The second atheist on his list fares even worse. On Critias, Wikipedia informs that he was “a leading member of the Thirty Tyrants, and one of the most violent…..Critias was a very dark person in Athenian history. After the fall of Athens to the Spartans, he blacklisted many of its citizens as a leading member of the Thirty Tyrants. Most of his prisoners were executed and their wealth was confiscated. He proved to be a tormented personality, displaying many complexes and much hatred”
Not really the type of guy you want to put in the Atheist Hall of Fame. Who’s next, Hannibal Lector?
The Lector reference, which Moristotle reckoned an "ominous thrust" and which I subsequently withdrew.....after all, was it really very sporting?....should not make one feel sorry for my sparring partner. Believe me, he can give as good as he gets. I'll score a point or two, which he'll graciously acknowledge, and then, while I'm strutting around like Hercule Poirot, he whacks me in the back of the head with a two-by-four!
Besides, it's not easy pulling in ancients to buttress your case. They're unpredictable. You try to make them behave and they just won't do it. Those Hebrews from the OT go through extensive screening before I allow them to set foot on my blog. They invariably have a skeleton or two in their closet.
A little more on Diagoras. He, says Wikipedia, "once threw a wooden image of a god into a fire, remarking that the deity should perform another miracle and save itself." Another source identifies the image as a wooden statue of Hercules, which the hungry atheist used as fuel to boil his turnips!

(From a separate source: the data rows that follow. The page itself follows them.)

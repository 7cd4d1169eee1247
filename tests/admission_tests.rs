// Admission control behaviour through the public API

use std::sync::atomic::{AtomicUsize, Ordering};
use std::sync::Arc;
use std::time::Duration;
use synthgate::admission::AdmissionController;
use synthgate::config::AdmissionConfig;
use synthgate::monitor::{ResourceMonitor, StaticProbe};

fn controller(max_concurrent: usize, max_limit: usize) -> (Arc<AdmissionController>, StaticProbe) {
    let probe = StaticProbe::default();
    let monitor = Arc::new(ResourceMonitor::new(Box::new(probe.clone())));
    let config = AdmissionConfig {
        max_concurrent,
        min_limit: 1,
        max_limit: Some(max_limit),
        default_timeout_secs: 30,
        adjust_interval_secs: 3600,
    };
    (Arc::new(AdmissionController::new(&config, monitor)), probe)
}

#[tokio::test]
async fn test_second_acquire_waits_for_release() {
    let (controller, _) = controller(1, 1);
    let first = controller
        .acquire("first", Duration::from_secs(5))
        .await
        .unwrap();

    let waiter = {
        let controller = Arc::clone(&controller);
        tokio::spawn(async move {
            controller
                .acquire("second", Duration::from_secs(5))
                .await
                .map(|guard| guard.correlation_id().to_string())
        })
    };

    tokio::time::sleep(Duration::from_millis(100)).await;
    assert!(!waiter.is_finished());
    assert_eq!(controller.stats().waiting, 1);

    controller.release(first);
    let granted = waiter.await.unwrap().unwrap();
    assert_eq!(granted, "second");
    assert_eq!(controller.stats().total_admitted, 2);
}

#[tokio::test]
async fn test_concurrency_never_exceeds_limit() {
    let (controller, _) = controller(3, 3);
    let running = Arc::new(AtomicUsize::new(0));
    let peak = Arc::new(AtomicUsize::new(0));

    let tasks: Vec<_> = (0..20)
        .map(|i| {
            let controller = Arc::clone(&controller);
            let running = Arc::clone(&running);
            let peak = Arc::clone(&peak);
            tokio::spawn(async move {
                let guard = controller
                    .acquire(&format!("job-{}", i), Duration::from_secs(10))
                    .await
                    .unwrap();
                let now = running.fetch_add(1, Ordering::SeqCst) + 1;
                peak.fetch_max(now, Ordering::SeqCst);
                tokio::time::sleep(Duration::from_millis(10)).await;
                running.fetch_sub(1, Ordering::SeqCst);
                drop(guard);
            })
        })
        .collect();

    for task in tasks {
        task.await.unwrap();
    }
    assert!(peak.load(Ordering::SeqCst) <= 3);
    assert_eq!(controller.active(), 0);
    assert_eq!(controller.stats().total_admitted, 20);
}

#[tokio::test]
async fn test_memory_pressure_shrinks_limit() {
    let (controller, probe) = controller(10, 20);
    probe.set_memory(96.0);

    let snapshot = controller.snapshot();
    assert_eq!(controller.adjust(&snapshot), Some(7));
    assert_eq!(controller.current_limit(), 7);
    assert_eq!(controller.stats().available, 7);
}

#[tokio::test]
async fn test_shrink_below_active_withholds_returned_slots() {
    let (controller, probe) = controller(4, 4);
    let mut guards = Vec::new();
    for i in 0..4 {
        guards.push(
            controller
                .acquire(&format!("job-{}", i), Duration::from_secs(1))
                .await
                .unwrap(),
        );
    }

    probe.set_memory(96.0);
    let snapshot = controller.snapshot();
    assert_eq!(controller.adjust(&snapshot), Some(2));
    assert_eq!(controller.active(), 4);

    for guard in guards {
        controller.release(guard);
    }
    assert_eq!(controller.active(), 0);
    assert_eq!(controller.stats().available, 2);
}
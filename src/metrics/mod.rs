// Metrics module for Prometheus observability

mod registry;

pub use registry::{
    gather_metrics, ADMISSIONS, ADMISSION_STATE, CACHE_OPERATIONS, CACHE_USAGE, ERRORS,
    RECOVERIES, SYNTHESIS_DURATION, WORKER_OUTCOMES,
};

/// Helper to record result cache operations
pub fn record_cache_op(operation: &str) {
    CACHE_OPERATIONS.with_label_values(&[operation]).inc();
}

pub fn update_cache_usage(items: usize, bytes: usize) {
    CACHE_USAGE.with_label_values(&["items"]).set(items as f64);
    CACHE_USAGE.with_label_values(&["bytes"]).set(bytes as f64);
}

/// Helper to record admission outcomes
pub fn record_admission(outcome: &str) {
    ADMISSIONS.with_label_values(&[outcome]).inc();
}

pub fn update_admission_state(limit: usize, active: usize, waiting: usize) {
    ADMISSION_STATE.with_label_values(&["limit"]).set(limit as f64);
    ADMISSION_STATE.with_label_values(&["active"]).set(active as f64);
    ADMISSION_STATE.with_label_values(&["waiting"]).set(waiting as f64);
}

/// Helper to record worker process outcomes
pub fn record_worker_outcome(outcome: &str) {
    WORKER_OUTCOMES.with_label_values(&[outcome]).inc();
}

pub fn record_synthesis(model: &str, cache_hit: bool, duration_secs: f64) {
    let cache = if cache_hit { "hit" } else { "miss" };
    SYNTHESIS_DURATION
        .with_label_values(&[model, cache])
        .observe(duration_secs);
}

/// Helper to record classified errors
pub fn record_error(code: &str, category: &str) {
    ERRORS.with_label_values(&[code, category]).inc();
}

pub fn record_recovery(code: &str, kind: &str) {
    RECOVERIES.with_label_values(&[code, kind]).inc();
}
// CLI module for synthgate

use clap::{Parser, Subcommand};
use std::path::PathBuf;

/// synthgate - admission control, caching and supervision for a speech synthesis worker
#[derive(Parser, Debug)]
#[command(name = "synthgate", version, about, long_about = None)]
pub struct Args {
    /// Configuration file (defaults to ~/.synthgate/config.toml when present)
    #[arg(long, short, global = true)]
    pub config: Option<PathBuf>,

    #[command(subcommand)]
    pub command: Command,
}

#[derive(Subcommand, Debug)]
pub enum Command {
    /// Run the monitoring server and background maintenance
    Serve,

    /// Synthesize one text through the full admission and cache path
    Synthesize {
        /// Model name, resolved to <model_dir>/<model>.onnx
        #[arg(long, short)]
        model: Option<String>,

        /// Speaker id
        #[arg(long, short)]
        voice: Option<String>,

        /// Text to speak (read from stdin when omitted)
        #[arg(long, short)]
        text: Option<String>,

        /// Write audio here instead of stdout
        #[arg(long, short)]
        output: Option<PathBuf>,

        /// Attempts when the system reports it is busy
        #[arg(long, default_value_t = 3)]
        attempts: u32,
    },
}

Of course, this type of occurrence (I realize this is only one of his arrows, not the whole quiver) in no way disparages God, but only a god represented by images. The Bible itself frequently uses the same reasoning.
Their idols are silver and gold,
The work of the hands of earthling man.
A mouth they have, but they cannot speak;
Eyes they have, but they cannot see;
Ears they have, but they cannot hear.
A nose they have, but they cannot smell.
Hands are theirs, but they cannot feel.
Feet are theirs, but they cannot walk;
They utter no sound with their throat.
Those making them will become just like them,
All those who are trusting in them. Ps 115:4-8
But my all-time favorite is a contest set up between Baal (always thought to dwell in statues) and Jehovah (never thought to dwell in statues) and their respective adherents. Elijah dresses a bull for sacrifice, and it is for those priests of Baal to persuade their god to consume the offering! For hours they plead and carry on and slash themselves, but to no avail. At length, Elijah begins to mock:
Call at the top of your voice, for he is a god; for he must be concerned with a matter, and he has excrement and has to go to the privy. Or maybe he is asleep and ought to wake up! 1 Kings 18:27
Elijah, we all know, was not an atheist. He was just a good 'ol boy having some fun at the statue's expense.